== Activity ==
List every line below containing "ColorMode".

(Saved data entries)
━━━━━━━━━━━━━━━━

//! CLI entry point for treeignore

use std::io::IsTerminal;
use std::path::PathBuf;
use std::process;

use clap::{ArgAction, Parser, ValueEnum};
use tracing_subscriber::filter::LevelFilter;
use tracing_subscriber::layer::SubscriberExt;
use tracing_subscriber::util::SubscriberInitExt;
use tracing_subscriber::{EnvFilter, fmt};
use treeignore::{
    DEFAULT_IGNORE_FILE, IgnoreRules, OutputConfig, RenderConfig, TreeFormatter, TreeRenderer,
    resolve_root,
};

/// Color output mode
#[derive(Debug, Clone, Copy, Default, ValueEnum)]
enum ColorMode {
    /// Auto-detect based on terminal and environment
    #[default]
    Auto,
    /// Always use colors
    Always,
    /// Never use colors
    Never,
}

/// Determine whether to use color output based on mode and environment.
fn should_use_color(mode: ColorMode) -> bool {
    match mode {
        ColorMode::Always => true,
        ColorMode::Never => false,
        ColorMode::Auto => {
            // https://no-color.org/
            if std::env::var_os("NO_COLOR").is_some() {
                return false;
            }
            if std::env::var_os("FORCE_COLOR").is_some() {
                return true;
            }
            if std::env::var("TERM").map(|t| t == "dumb").unwrap_or(false) {
                return false;
            }
            std::io::stdout().is_terminal()
        }
    }
}

#[derive(Parser, Debug)]
#[command(name = "treeignore")]
#[command(about = "Print a directory tree, skipping paths listed in .treeignore")]
#[command(version)]
struct Args {
    /// Directory to display
    #[arg(default_value = ".")]
    path: PathBuf,

    /// Ignore file, relative to the directory or absolute
    #[arg(long = "ignore-file", value_name = "FILE", default_value = DEFAULT_IGNORE_FILE)]
    ignore_file: PathBuf,

    /// Do not descend into symlinked directories
    #[arg(long = "no-follow")]
    no_follow: bool,

    /// Control color output: auto, always, never
    #[arg(long = "color", value_name = "WHEN", default_value = "auto")]
    color: ColorMode,

    /// Log more detail to stderr (repeat for more)
    #[arg(short, long, action = ArgAction::Count)]
    verbose: u8,
}

fn init_logging(verbose: u8) {
    let level = match verbose {
        0 => LevelFilter::WARN,
        1 => LevelFilter::INFO,
        2 => LevelFilter::DEBUG,
        _ => LevelFilter::TRACE,
    };
    let filter = EnvFilter::builder()
        .with_default_directive(level.into())
        .from_env_lossy();

    tracing_subscriber::registry()
        .with(filter)
        .with(
            fmt::layer()
                .with_writer(std::io::stderr)
                .with_target(false)
                .without_time(),
        )
        .init();
}

fn run(args: &Args) -> treeignore::Result<()> {
    // Check the root before reading the ignore file inside it.
    let root = resolve_root(&args.path)?;
    let rules = IgnoreRules::load(&root, &args.ignore_file)?;

    let render_config = RenderConfig {
        follow_symlinks: !args.no_follow,
    };
    let output_config = OutputConfig {
        use_color: should_use_color(args.color),
    };

    let mut formatter = TreeFormatter::stdout(&output_config);
    TreeRenderer::new(root, &rules)
        .with_config(render_config)
        .render_root(&mut formatter)?;
    Ok(())
}

fn main() {
    let args = Args::parse();
    init_logging(args.verbose);

    if let Err(e) = run(&args) {
        eprintln!("treeignore: {}", e);
        process::exit(1);
    }
}
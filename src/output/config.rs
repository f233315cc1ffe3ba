//! Output configuration types

use termcolor::ColorChoice;

/// Configuration for output formatting.
#[derive(Debug, Clone)]
pub struct OutputConfig {
    pub use_color: bool,
}

impl OutputConfig {
    /// Color detection already happened in the CLI.
    pub fn color_choice(&self) -> ColorChoice {
        if self.use_color {
            ColorChoice::Always
        } else {
            ColorChoice::Never
        }
    }
}

impl Default for OutputConfig {
    fn default() -> Self {
        Self { use_color: true }
    }
}
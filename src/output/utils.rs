//! Shared helpers for drawing tree branches

const BRANCH: &str = "├── ";
const LAST_BRANCH: &str = "└── ";
pub const PERMISSION_DENIED: &str = "[Permission Denied]";

const PIPE_INDENT: &str = "│   ";
const SPACE_INDENT: &str = "    ";

/// Connector glyph for an entry.
pub fn connector(is_last: bool) -> &'static str {
    if is_last { LAST_BRANCH } else { BRANCH }
}

/// Prefix for the children of an entry, keeping their connectors aligned
/// beneath their ancestors.
pub fn child_prefix(prefix: &str, is_last: bool) -> String {
    if is_last {
        format!("{}{}", prefix, SPACE_INDENT)
    } else {
        format!("{}{}", prefix, PIPE_INDENT)
    }
}
//! treeignore - print a directory tree, skipping paths listed in `.treeignore`

pub mod error;
pub mod ignore_rules;
pub mod output;
pub mod tree;

#[cfg(any(test, feature = "test-utils"))]
pub mod test_utils;

pub use error::{Error, Result};
pub use ignore_rules::{DEFAULT_IGNORE_FILE, IgnoreRules};
pub use output::{OutputConfig, TreeFormatter};
pub use tree::{RenderConfig, RenderStats, TreeOutput, TreeRenderer, resolve_root};
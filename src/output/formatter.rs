//! Colorized tree formatter
//!
//! `TreeFormatter` writes each node as soon as the renderer produces it. It is
//! generic over `WriteColor` so the same code drives a terminal
//! (`StandardStream`) or an in-memory buffer.

use std::io::{self, Write};
use termcolor::{Color, ColorSpec, StandardStream, WriteColor};

use crate::tree::TreeOutput;

use super::config::OutputConfig;
use super::utils::{PERMISSION_DENIED, connector};

pub struct TreeFormatter<W> {
    out: W,
}

impl TreeFormatter<StandardStream> {
    /// Formatter writing to stdout.
    pub fn stdout(config: &OutputConfig) -> Self {
        Self::new(StandardStream::stdout(config.color_choice()))
    }
}

impl<W: WriteColor> TreeFormatter<W> {
    pub fn new(out: W) -> Self {
        Self { out }
    }

    pub fn into_inner(self) -> W {
        self.out
    }

    /// Write `prefix` and `connector` plain, then `text` in `spec`.
    fn write_line(
        &mut self,
        prefix: &str,
        connector: &str,
        text: &str,
        spec: Option<&ColorSpec>,
    ) -> io::Result<()> {
        write!(self.out, "{}{}", prefix, connector)?;
        if let Some(spec) = spec {
            self.out.set_color(spec)?;
            write!(self.out, "{}", text)?;
            self.out.reset()?;
        } else {
            write!(self.out, "{}", text)?;
        }
        writeln!(self.out)
    }
}

fn root_style() -> ColorSpec {
    let mut spec = ColorSpec::new();
    spec.set_fg(Some(Color::Green)).set_bold(true);
    spec
}

fn dir_style() -> ColorSpec {
    let mut spec = ColorSpec::new();
    spec.set_fg(Some(Color::Blue)).set_bold(true);
    spec
}

fn error_style() -> ColorSpec {
    let mut spec = ColorSpec::new();
    spec.set_fg(Some(Color::Red));
    spec
}

impl<W: WriteColor> TreeOutput for TreeFormatter<W> {
    fn root(&mut self, name: &str) -> io::Result<()> {
        self.write_line("", "", &format!("{}/", name), Some(&root_style()))
    }

    fn directory(&mut self, name: &str, prefix: &str, is_last: bool) -> io::Result<()> {
        self.write_line(
            prefix,
            connector(is_last),
            &format!("{}/", name),
            Some(&dir_style()),
        )
    }

    fn file(&mut self, name: &str, prefix: &str, is_last: bool) -> io::Result<()> {
        self.write_line(prefix, connector(is_last), name, None)
    }

    fn permission_denied(&mut self, prefix: &str) -> io::Result<()> {
        self.write_line(prefix, connector(true), PERMISSION_DENIED, Some(&error_style()))
    }

    fn finish(&mut self) -> io::Result<()> {
        self.out.flush()
    }
}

━━━━━━━━━━━━━━━━

== Result below ==
enum ColorMode {
fn should_use_color(mode: ColorMode) -> bool {
        ColorMode::Always => true,
        ColorMode::Never => false,
        ColorMode::Auto => {
    color: ColorMode,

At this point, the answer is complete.